▶ Task goal:
Starting at the line that contains "use std::time::Duration;" and ending at the line that contains "async fn fetch_metadata(&self, timeout: Duration)", the lines below are to be given again exactly, with nothing added.

+++ Extracted entries +++

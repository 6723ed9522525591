//! Container runtime boundary for kafka-testbed
//!
//! The provisioning orchestrator never talks to Docker directly. It describes
//! what it wants as a [`ContainerSpec`], asks a [`ContainerRuntime`] to start
//! it, and gets back a [`ContainerHandle`] that knows which host port every
//! exposed container port was mapped to.
//!
//! - `DockerCli` - shells out to the `docker` binary
//! - Any other runtime (or a test fake) only needs to implement the trait

pub mod docker;
pub mod ports;
pub mod spec;

pub use docker::DockerCli;
pub use ports::allocate_host_port;
pub use spec::{ContainerHandle, ContainerSpec, PortBinding};

use anyhow::Result;
use async_trait::async_trait;

/// Start/address/stop contract for isolated execution environments.
///
/// Implementations must treat stopping or removing something that does not
/// exist as success, so teardown can be attempted blindly after a partial
/// start.
#[async_trait]
pub trait ContainerRuntime: Send + Sync {
    /// Create a private network that containers of one instance share.
    async fn create_network(&self, name: &str) -> Result<()>;

    /// Remove a network created by [`ContainerRuntime::create_network`].
    async fn remove_network(&self, name: &str) -> Result<()>;

    /// Start a detached container and return its handle once the runtime
    /// reports it as created.
    async fn start(&self, spec: &ContainerSpec) -> Result<ContainerHandle>;

    /// Stop and remove a container by name.
    async fn stop(&self, name: &str) -> Result<()>;

    /// Combined stdout/stderr of a container, for diagnostics.
    async fn logs(&self, name: &str) -> Result<String>;

    /// Synchronous best-effort removal, usable from `Drop`.
    fn reap(&self, containers: &[String], network: Option<&str>);
}
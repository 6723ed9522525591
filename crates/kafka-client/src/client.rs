//! Broker-facing operations used during provisioning

use crate::error::Result;
use async_trait::async_trait;
use std::sync::Arc;
use std::time::Duration;

/// One record to produce.
#[derive(Debug, Clone, Copy, PartialEq, Eq)]
pub struct Record<'a> {
    pub topic: &'a str,
    pub key: &'a str,
    pub value: &'a str,
    /// Record timestamp in milliseconds since epoch
    pub timestamp_ms: i64,
}

/// Outcome of a create-topic request that the broker did not reject.
#[derive(Debug, Clone, Copy, PartialEq, Eq)]
pub enum TopicCreation {
    Created,
    AlreadyExists,
}

#[derive(Debug, Clone, PartialEq, Eq)]
pub struct BrokerInfo {
    pub id: i32,
    pub host: String,
    pub port: i32,
}

#[derive(Debug, Clone, PartialEq, Eq)]
pub struct PartitionMetadata {
    pub id: i32,
    /// Leader broker id, -1 while no leader is elected
    pub leader: i32,
}

#[derive(Debug, Clone, PartialEq, Eq)]
pub struct TopicMetadata {
    pub name: String,
    pub partitions: Vec<PartitionMetadata>,
    /// Topic-level error reported in the metadata response
    pub error: Option<String>,
}

impl TopicMetadata {
    pub fn partition_count(&self) -> usize {
        self.partitions.len()
    }

    /// Every partition has an elected leader and the topic carries no error.
    pub fn is_available(&self) -> bool {
        self.error.is_none()
            && !self.partitions.is_empty()
            && self.partitions.iter().all(|p| p.leader >= 0)
    }
}

/// Snapshot of cluster metadata.
#[derive(Debug, Clone, Default, PartialEq, Eq)]
pub struct ClusterMetadata {
    pub brokers: Vec<BrokerInfo>,
    pub topics: Vec<TopicMetadata>,
}

impl ClusterMetadata {
    pub fn topic(&self, name: &str) -> Option<&TopicMetadata> {
        self.topics.iter().find(|t| t.name == name)
    }

    /// Topics excluding Kafka's internal ones (`__consumer_offsets`, ...).
    pub fn user_topics(&self) -> impl Iterator<Item = &TopicMetadata> {
        self.topics.iter().filter(|t| !t.name.starts_with("__"))
    }
}

/// Admin and produce operations against one broker.
#[async_trait]
pub trait BrokerClient: Send + Sync {
    /// Lightweight connectivity check; succeeds once the broker answers a
    /// metadata request.
    async fn fetch_metadata(&self, timeout: Duration) -> Result<ClusterMetadata>;

    /// Create a topic with replication factor 1.
    async fn create_topic(&self, topic: &str, partitions: i32) -> Result<TopicCreation>;

    /// Produce one record and wait for the broker's acknowledgement.
    async fn publish(&self, record: Record<'_>) -> Result<()>;

    /// Wait until every outstanding record has been delivered.
    async fn flush(&self, timeout: Duration) -> Result<()>;

    /// Delete a topic. Unknown topics are an error.
    async fn delete_topic(&self, topic: &str) -> Result<()>;
}

/// Builds a client once the broker's address is known.
pub trait BrokerConnector: Send + Sync {
    fn connect(&self, bootstrap_servers: &str) -> Result<Arc<dyn BrokerClient>>;
}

+++

▶ Task result:
use std::time::Duration;

/// One record to produce.
#[derive(Debug, Clone, Copy, PartialEq, Eq)]
pub struct Record<'a> {
    pub topic: &'a str,
    pub key: &'a str,
    pub value: &'a str,
    /// Record timestamp in milliseconds since epoch
    pub timestamp_ms: i64,
}

/// Outcome of a create-topic request that the broker did not reject.
#[derive(Debug, Clone, Copy, PartialEq, Eq)]
pub enum TopicCreation {
    Created,
    AlreadyExists,
}

#[derive(Debug, Clone, PartialEq, Eq)]
pub struct BrokerInfo {
    pub id: i32,
    pub host: String,
    pub port: i32,
}

#[derive(Debug, Clone, PartialEq, Eq)]
pub struct PartitionMetadata {
    pub id: i32,
    /// Leader broker id, -1 while no leader is elected
    pub leader: i32,
}

#[derive(Debug, Clone, PartialEq, Eq)]
pub struct TopicMetadata {
    pub name: String,
    pub partitions: Vec<PartitionMetadata>,
    /// Topic-level error reported in the metadata response
    pub error: Option<String>,
}

impl TopicMetadata {
    pub fn partition_count(&self) -> usize {
        self.partitions.len()
    }

    /// Every partition has an elected leader and the topic carries no error.
    pub fn is_available(&self) -> bool {
        self.error.is_none()
            && !self.partitions.is_empty()
            && self.partitions.iter().all(|p| p.leader >= 0)
    }
}

/// Snapshot of cluster metadata.
#[derive(Debug, Clone, Default, PartialEq, Eq)]
pub struct ClusterMetadata {
    pub brokers: Vec<BrokerInfo>,
    pub topics: Vec<TopicMetadata>,
}

impl ClusterMetadata {
    pub fn topic(&self, name: &str) -> Option<&TopicMetadata> {
        self.topics.iter().find(|t| t.name == name)
    }

    /// Topics excluding Kafka's internal ones (`__consumer_offsets`, ...).
    pub fn user_topics(&self) -> impl Iterator<Item = &TopicMetadata> {
        self.topics.iter().filter(|t| !t.name.starts_with("__"))
    }
}

/// Admin and produce operations against one broker.
#[async_trait]
pub trait BrokerClient: Send + Sync {
    /// Lightweight connectivity check; succeeds once the broker answers a
    /// metadata request.
    async fn fetch_metadata(&self, timeout: Duration) -> Result<ClusterMetadata>;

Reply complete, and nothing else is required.